Paul Pickard’s Multi-Scale Modeling
Like many of our younger members, Paul has little time for modeling with the demands of work and family. He collects N-scale “models in boxes” as he says. He wrote an article about his father’s TT-scale modeling in the 4th Qtr 2012 edition of the NYCentral Modeler, giving us an understanding for the size of TT-scale. He also has experimented with some 3-D drawing and has several projects on his “to do” list.
Here we see some of Paul’s father’s TT-scale collection that Paul has carefully preserved. In the photo on the left, we see that the TT- loco is considerably larger than the N-scale locomotive. Paul loves the fact that these fine models are still in good condition. TT-scale has all but disappeared.
Paul has played with 3-D drawing for his modeling, but says that he worked up this drawing of a caboose, but never got to the stage of actually building it.
Here is a shot of the 1″ scale K3p pacific his dad built on its maiden run at the Pioneer Valley Live Steamers track in 1972 with his dad at the throttle. The tender at that time was a temporary plywood one. He has this engine now but it is in need of a full rebuild including boiler… He says “….some day….”
Ralph Schiring’s HO-Scale Layout
Four track helix on Ralph’s HO-scale NYC/Erie paired track layout for access to a future upper deck – empties into Cleveland staging below.
Layout Description: The city of Marion meant different things to the four railroads serving Ohio’s eighth largest city. Single Erie and New York Central mains paralleled each other in an east – west transit of downtown. Erie dispatched both lines as if there were a double track railroad running west from Galion, 23 miles to the east. This section was part of NYC’s Cleveland to St. Louis line with plenty of freight and passenger action. These same tracks supported all of Erie’s Jersey City to Chicago action; hence, the pace was fast a furious. In this “paired track” arrangement, each road retained exclusive access to “their” customers and interchanges. Meanwhile, the two east west roads crossed the C&O’s double track main to Toledo and the Pennsy’s single track coal line to Sandusky all within an interlocking the size of a football field. In fact, Marion promoted itself as the “Train Watching Capital of Ohio.
The model faithfully duplicates AC interlocking and the Erie and NYC industries to the east. Being a new OS Omaha entry, scenery is sketchy, and 2015’s participants will be among the railroad’s first operators.
Basically, two folks will run main line Erie and NYC trains while two others perform local switching at the whim of the AC tower operator. And nothing can go wrong, go wrong, go wrong, go wrong!
Motive Power: Steam and diesels co-exist with plenty of variety from diamonds to lightening stripes.
Control System: Lenz hand helds
Car Forwarding: Car Cards & Waybills for local cars. Mainline trains run per management’s instructions.

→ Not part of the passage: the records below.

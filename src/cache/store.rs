//! Page cache storage.

use std::sync::{RwLock, RwLockReadGuard, RwLockWriteGuard};

use axum::{
    body::Body,
    http::{HeaderMap, HeaderName, HeaderValue, Method, StatusCode, header},
    response::Response,
};
use bytes::Bytes;
use http_body_util::{BodyExt, Limited};
use lru::LruCache;
use metrics::counter;
use thiserror::Error;
use tokio::time::Instant;
use tracing::warn;

use super::config::PageCacheConfig;

/// A fully rendered response and the moment it stops being served.
#[derive(Clone)]
pub struct CachedPage {
    status: StatusCode,
    headers: Vec<(HeaderName, HeaderValue)>,
    body: Bytes,
    expires_at: Instant,
}

impl CachedPage {
    pub fn new(status: StatusCode, headers: &HeaderMap, body: Bytes, expires_at: Instant) -> Self {
        let headers = headers
            .iter()
            .map(|(name, value)| (name.clone(), value.clone()))
            .collect();
        Self {
            status,
            headers,
            body,
            expires_at,
        }
    }

    pub fn body(&self) -> &Bytes {
        &self.body
    }

    pub fn is_expired(&self, now: Instant) -> bool {
        now >= self.expires_at
    }

    pub fn into_response(self) -> Response {
        let mut response = Response::new(Body::from(self.body));
        *response.status_mut() = self.status;
        let headers = response.headers_mut();
        for (name, value) in self.headers {
            headers.append(name, value);
        }
        response
    }
}

#[derive(Debug, Error)]
pub enum CacheStoreError {
    #[error("failed to buffer response body: {0}")]
    Buffer(String),
}

/// Bounded LRU of rendered pages with a fixed time-to-live.
pub struct PageCache {
    config: PageCacheConfig,
    entries: RwLock<LruCache<String, CachedPage>>,
}

impl PageCache {
    pub fn new(config: PageCacheConfig) -> Self {
        let entries = RwLock::new(LruCache::new(config.max_entries_non_zero()));
        Self { config, entries }
    }

    pub fn config(&self) -> &PageCacheConfig {
        &self.config
    }

    /// Fetch a live entry. Expired entries are dropped and reported as a miss.
    pub fn get(&self, key: &str) -> Option<CachedPage> {
        let now = Instant::now();
        let mut entries = self.write_entries("get");
        let expired = match entries.get(key) {
            Some(page) if !page.is_expired(now) => {
                counter!("yatube_page_cache_hit_total").increment(1);
                return Some(page.clone());
            }
            Some(_) => true,
            None => false,
        };
        if expired {
            entries.pop(key);
        }
        counter!("yatube_page_cache_miss_total").increment(1);
        None
    }

    /// Store a response for the configured timeout.
    pub fn put(&self, key: String, status: StatusCode, headers: &HeaderMap, body: Bytes) {
        let page = CachedPage::new(status, headers, body, Instant::now() + self.config.timeout);
        let evicted = self.write_entries("put").push(key.clone(), page);
        if let Some((evicted_key, _)) = evicted
            && evicted_key != key
        {
            counter!("yatube_page_cache_evict_total").increment(1);
        }
    }

    /// Drop every stored page.
    pub fn clear(&self) {
        self.write_entries("clear").clear();
        tracing::info!(target = "yatube::cache", "page cache cleared");
    }

    pub fn len(&self) -> usize {
        self.read_entries("len").len()
    }

    pub fn is_empty(&self) -> bool {
        self.len() == 0
    }

    // A panic while holding the lock leaves the map itself intact, so the
    // poison flag is cleared and the cache keeps serving.
    fn read_entries(&self, op: &'static str) -> RwLockReadGuard<'_, LruCache<String, CachedPage>> {
        self.entries.read().unwrap_or_else(|poisoned| {
            warn!(target = "yatube::cache", op, "recovered poisoned page cache lock");
            self.entries.clear_poison();
            poisoned.into_inner()
        })
    }

    fn write_entries(&self, op: &'static str) -> RwLockWriteGuard<'_, LruCache<String, CachedPage>> {
        self.entries.write().unwrap_or_else(|poisoned| {
            warn!(target = "yatube::cache", op, "recovered poisoned page cache lock");
            self.entries.clear_poison();
            poisoned.into_inner()
        })
    }
}

/// Only plain successful GET pages are stored. Responses that set cookies
/// belong to one browser and are never shared.
pub fn should_store_response(method: &Method, response: &Response) -> bool {
    method == Method::GET
        && response.status() == StatusCode::OK
        && !response.headers().contains_key(header::SET_COOKIE)
}

/// Collect a response body so it can be both stored and returned.
pub async fn buffer_response(
    response: Response,
    limit: usize,
) -> Result<(Response, Bytes), (Response, CacheStoreError)> {
    let (parts, body) = response.into_parts();
    match Limited::new(body, limit).collect().await {
        Ok(collected) => {
            let bytes = collected.to_bytes();
            let rebuilt = Response::from_parts(parts, Body::from(bytes.clone()));
            Ok((rebuilt, bytes))
        }
        Err(error) => {
            let mut rebuilt = Response::from_parts(parts, Body::empty());
            *rebuilt.status_mut() = StatusCode::INTERNAL_SERVER_ERROR;
            Err((rebuilt, CacheStoreError::Buffer(error.to_string())))
        }
    }
}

Dispatching: Direction of Traffic [Westbound on the Erie, East on the NYC] & Verbal Authority from AC Tower
Operators: 4 to 5 – (1) tower operator (uses two boards) (2) road crews – one NYC and one Erie (1or 2) local crews
Accessibility: Basement stairs, walk-out blocked by the railroad. Facilities on same level.
(Left Photo) Future Marion Union Station site – NYC & Erie Mains head toward the horizon while crossing the Pennsy (near camera) and C&O (Two tracks in distance). (Right Photo) Marion’s C&O Coal Company at the end of “muckraker” siding.
(Left Photo) Leader Street underpass. (Right Photo) Marion’s Huber Tractor Works Buildings 3 and 4.
(Left Photo) East Marion Tower control panel – LED’s display switch position and track occupancy. (Right Photo) Marion Army Engineering Corps’ warehouse depot under development.
Main lines passing Engineer’s depot and Scioto Ordnance Plant east of Marion.
Continue to watch for updates to Ralph’s layout and he works to complete his dream railroad.